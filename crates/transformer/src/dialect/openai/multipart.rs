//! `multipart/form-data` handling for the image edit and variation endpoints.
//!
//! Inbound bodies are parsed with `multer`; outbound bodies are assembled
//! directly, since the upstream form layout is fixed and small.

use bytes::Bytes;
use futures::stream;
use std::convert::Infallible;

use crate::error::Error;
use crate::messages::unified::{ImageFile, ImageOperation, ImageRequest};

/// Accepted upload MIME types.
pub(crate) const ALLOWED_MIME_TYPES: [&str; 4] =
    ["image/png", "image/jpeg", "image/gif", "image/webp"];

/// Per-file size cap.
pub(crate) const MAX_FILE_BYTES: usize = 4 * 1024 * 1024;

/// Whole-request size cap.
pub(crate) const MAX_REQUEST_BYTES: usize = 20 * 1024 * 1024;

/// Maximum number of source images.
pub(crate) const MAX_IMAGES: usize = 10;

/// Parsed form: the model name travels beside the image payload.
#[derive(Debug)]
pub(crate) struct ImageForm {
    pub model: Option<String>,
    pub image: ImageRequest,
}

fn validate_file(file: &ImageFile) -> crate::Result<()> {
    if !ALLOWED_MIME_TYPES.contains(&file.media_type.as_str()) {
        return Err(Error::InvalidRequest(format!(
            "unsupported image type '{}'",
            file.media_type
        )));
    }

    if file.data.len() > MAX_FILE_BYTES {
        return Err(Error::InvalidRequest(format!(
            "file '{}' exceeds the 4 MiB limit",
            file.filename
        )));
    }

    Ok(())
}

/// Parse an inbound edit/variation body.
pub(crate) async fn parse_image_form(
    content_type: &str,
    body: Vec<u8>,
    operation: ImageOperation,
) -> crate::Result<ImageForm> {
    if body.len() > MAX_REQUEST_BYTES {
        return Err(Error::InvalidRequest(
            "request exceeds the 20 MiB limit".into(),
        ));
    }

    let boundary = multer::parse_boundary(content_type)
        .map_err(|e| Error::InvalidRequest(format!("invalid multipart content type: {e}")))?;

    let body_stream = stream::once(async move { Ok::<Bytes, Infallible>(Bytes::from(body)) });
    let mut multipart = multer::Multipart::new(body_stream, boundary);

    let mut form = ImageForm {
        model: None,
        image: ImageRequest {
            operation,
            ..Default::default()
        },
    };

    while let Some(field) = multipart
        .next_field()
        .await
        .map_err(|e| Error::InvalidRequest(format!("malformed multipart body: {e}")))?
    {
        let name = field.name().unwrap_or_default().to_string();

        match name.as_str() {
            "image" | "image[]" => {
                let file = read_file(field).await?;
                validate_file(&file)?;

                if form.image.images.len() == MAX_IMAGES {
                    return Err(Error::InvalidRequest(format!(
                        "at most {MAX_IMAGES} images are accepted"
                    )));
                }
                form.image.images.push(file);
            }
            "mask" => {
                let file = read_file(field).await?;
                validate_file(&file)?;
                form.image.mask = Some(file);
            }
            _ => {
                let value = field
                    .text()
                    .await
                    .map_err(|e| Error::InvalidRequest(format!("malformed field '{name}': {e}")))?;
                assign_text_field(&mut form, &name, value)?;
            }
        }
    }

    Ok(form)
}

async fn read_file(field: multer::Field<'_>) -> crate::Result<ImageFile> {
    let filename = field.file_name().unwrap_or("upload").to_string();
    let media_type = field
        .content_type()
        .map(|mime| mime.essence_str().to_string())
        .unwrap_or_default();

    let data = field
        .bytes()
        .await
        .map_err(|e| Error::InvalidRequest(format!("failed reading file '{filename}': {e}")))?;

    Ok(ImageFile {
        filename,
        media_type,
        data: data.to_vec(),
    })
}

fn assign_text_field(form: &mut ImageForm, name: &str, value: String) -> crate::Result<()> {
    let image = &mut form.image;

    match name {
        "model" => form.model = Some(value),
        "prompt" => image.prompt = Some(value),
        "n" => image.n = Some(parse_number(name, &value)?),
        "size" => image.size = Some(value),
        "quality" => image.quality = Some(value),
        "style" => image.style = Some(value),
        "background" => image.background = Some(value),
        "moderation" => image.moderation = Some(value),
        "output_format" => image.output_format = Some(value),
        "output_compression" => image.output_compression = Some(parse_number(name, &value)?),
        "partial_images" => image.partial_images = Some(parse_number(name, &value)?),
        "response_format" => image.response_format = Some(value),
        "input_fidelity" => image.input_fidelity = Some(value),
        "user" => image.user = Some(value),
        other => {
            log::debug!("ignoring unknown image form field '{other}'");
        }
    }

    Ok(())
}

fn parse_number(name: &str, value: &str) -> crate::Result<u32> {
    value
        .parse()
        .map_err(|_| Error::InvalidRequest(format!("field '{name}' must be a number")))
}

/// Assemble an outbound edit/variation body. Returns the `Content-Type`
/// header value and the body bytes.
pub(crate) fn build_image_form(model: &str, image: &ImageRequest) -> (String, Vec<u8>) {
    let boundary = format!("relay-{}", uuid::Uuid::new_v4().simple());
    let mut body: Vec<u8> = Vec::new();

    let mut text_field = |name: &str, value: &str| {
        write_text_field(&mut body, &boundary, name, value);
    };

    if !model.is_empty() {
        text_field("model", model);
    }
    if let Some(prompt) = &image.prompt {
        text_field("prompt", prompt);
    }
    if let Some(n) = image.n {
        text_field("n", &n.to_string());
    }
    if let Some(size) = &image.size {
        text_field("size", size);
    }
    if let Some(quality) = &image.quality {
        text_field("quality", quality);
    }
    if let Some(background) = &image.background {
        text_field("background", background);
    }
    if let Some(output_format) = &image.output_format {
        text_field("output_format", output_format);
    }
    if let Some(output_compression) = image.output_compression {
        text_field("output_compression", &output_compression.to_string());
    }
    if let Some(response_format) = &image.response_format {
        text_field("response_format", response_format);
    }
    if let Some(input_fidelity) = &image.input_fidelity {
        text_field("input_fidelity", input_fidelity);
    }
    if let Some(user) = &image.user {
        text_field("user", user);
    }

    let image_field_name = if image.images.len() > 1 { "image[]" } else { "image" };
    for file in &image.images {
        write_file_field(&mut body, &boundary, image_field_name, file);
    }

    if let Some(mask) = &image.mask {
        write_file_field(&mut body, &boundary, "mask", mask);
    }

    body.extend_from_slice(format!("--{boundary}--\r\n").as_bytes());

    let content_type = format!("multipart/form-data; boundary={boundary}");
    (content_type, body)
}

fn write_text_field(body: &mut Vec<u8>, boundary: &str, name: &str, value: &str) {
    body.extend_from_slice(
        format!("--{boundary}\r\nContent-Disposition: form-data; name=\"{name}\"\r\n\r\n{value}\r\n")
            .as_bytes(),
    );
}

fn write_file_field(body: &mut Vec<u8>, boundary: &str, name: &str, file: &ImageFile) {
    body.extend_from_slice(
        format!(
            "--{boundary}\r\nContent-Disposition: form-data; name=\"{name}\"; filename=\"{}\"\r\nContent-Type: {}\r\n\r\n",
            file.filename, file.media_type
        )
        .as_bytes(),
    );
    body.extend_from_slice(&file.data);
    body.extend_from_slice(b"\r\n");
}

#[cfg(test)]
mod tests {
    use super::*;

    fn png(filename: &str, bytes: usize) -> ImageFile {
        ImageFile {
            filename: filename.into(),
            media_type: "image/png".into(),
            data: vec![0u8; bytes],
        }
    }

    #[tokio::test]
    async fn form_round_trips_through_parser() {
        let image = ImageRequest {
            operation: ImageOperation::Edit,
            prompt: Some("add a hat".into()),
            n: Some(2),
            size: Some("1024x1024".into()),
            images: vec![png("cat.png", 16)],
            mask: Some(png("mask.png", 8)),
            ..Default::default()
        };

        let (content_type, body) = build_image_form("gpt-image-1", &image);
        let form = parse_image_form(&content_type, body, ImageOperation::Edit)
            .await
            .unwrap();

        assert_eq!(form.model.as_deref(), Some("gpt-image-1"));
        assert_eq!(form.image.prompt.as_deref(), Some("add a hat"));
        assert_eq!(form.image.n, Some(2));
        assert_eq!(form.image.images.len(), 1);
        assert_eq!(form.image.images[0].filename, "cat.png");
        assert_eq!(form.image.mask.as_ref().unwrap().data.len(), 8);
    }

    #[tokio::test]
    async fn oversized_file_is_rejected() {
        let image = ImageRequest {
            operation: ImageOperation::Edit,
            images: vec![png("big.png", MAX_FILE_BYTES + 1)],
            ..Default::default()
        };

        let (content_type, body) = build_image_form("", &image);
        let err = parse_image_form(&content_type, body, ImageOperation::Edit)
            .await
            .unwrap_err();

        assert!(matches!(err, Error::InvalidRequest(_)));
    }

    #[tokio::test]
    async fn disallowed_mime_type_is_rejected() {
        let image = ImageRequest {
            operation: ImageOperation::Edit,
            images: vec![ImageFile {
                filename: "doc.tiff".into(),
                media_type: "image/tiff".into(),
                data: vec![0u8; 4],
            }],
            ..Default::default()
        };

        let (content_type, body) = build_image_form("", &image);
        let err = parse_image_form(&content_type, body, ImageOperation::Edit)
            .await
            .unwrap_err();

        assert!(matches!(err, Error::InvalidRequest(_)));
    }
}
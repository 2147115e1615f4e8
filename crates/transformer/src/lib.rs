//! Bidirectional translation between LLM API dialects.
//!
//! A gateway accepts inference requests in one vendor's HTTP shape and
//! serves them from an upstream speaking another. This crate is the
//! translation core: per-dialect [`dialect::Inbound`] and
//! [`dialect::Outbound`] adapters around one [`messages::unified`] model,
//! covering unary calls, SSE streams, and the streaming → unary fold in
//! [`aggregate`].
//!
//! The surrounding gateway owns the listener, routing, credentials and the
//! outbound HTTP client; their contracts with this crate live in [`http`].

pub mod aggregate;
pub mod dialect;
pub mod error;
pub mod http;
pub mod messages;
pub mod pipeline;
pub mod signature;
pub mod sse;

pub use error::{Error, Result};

---

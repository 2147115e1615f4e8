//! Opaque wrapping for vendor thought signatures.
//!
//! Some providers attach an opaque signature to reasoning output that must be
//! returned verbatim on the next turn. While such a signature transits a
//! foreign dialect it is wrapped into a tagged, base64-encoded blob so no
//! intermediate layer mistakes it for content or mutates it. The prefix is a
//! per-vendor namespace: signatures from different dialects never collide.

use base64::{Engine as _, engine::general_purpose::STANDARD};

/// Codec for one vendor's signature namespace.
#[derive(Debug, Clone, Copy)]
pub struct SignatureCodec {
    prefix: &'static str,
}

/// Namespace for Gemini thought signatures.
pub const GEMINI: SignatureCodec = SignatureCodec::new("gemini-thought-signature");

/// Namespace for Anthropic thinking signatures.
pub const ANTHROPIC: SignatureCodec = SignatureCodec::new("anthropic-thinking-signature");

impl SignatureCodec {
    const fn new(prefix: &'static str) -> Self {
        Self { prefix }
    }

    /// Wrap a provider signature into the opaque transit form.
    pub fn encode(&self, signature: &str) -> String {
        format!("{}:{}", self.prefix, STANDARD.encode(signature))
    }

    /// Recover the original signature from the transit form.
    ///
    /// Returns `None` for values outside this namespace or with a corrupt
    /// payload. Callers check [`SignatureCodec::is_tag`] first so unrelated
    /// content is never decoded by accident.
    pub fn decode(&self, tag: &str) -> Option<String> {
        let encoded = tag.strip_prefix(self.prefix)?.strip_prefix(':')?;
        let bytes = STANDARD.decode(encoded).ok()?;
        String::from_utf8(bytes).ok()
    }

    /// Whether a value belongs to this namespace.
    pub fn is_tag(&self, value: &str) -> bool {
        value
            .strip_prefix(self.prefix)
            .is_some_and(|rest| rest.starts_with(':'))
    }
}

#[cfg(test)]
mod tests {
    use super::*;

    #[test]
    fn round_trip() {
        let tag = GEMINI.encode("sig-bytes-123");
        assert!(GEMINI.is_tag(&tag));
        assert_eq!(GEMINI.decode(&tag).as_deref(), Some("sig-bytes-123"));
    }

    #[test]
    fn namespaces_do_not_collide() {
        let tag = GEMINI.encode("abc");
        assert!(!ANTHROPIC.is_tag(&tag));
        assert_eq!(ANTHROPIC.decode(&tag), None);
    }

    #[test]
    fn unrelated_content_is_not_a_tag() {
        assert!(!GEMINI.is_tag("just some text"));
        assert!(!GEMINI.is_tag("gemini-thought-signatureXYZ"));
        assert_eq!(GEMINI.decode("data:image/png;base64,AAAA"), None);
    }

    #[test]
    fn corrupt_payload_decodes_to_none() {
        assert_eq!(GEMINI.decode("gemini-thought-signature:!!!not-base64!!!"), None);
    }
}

Assignment
Find the word "background" in the records. Copy every line it appears in.

Your response
        "background" => image.background = Some(value),
    if let Some(background) = &image.background {
        text_field("background", background);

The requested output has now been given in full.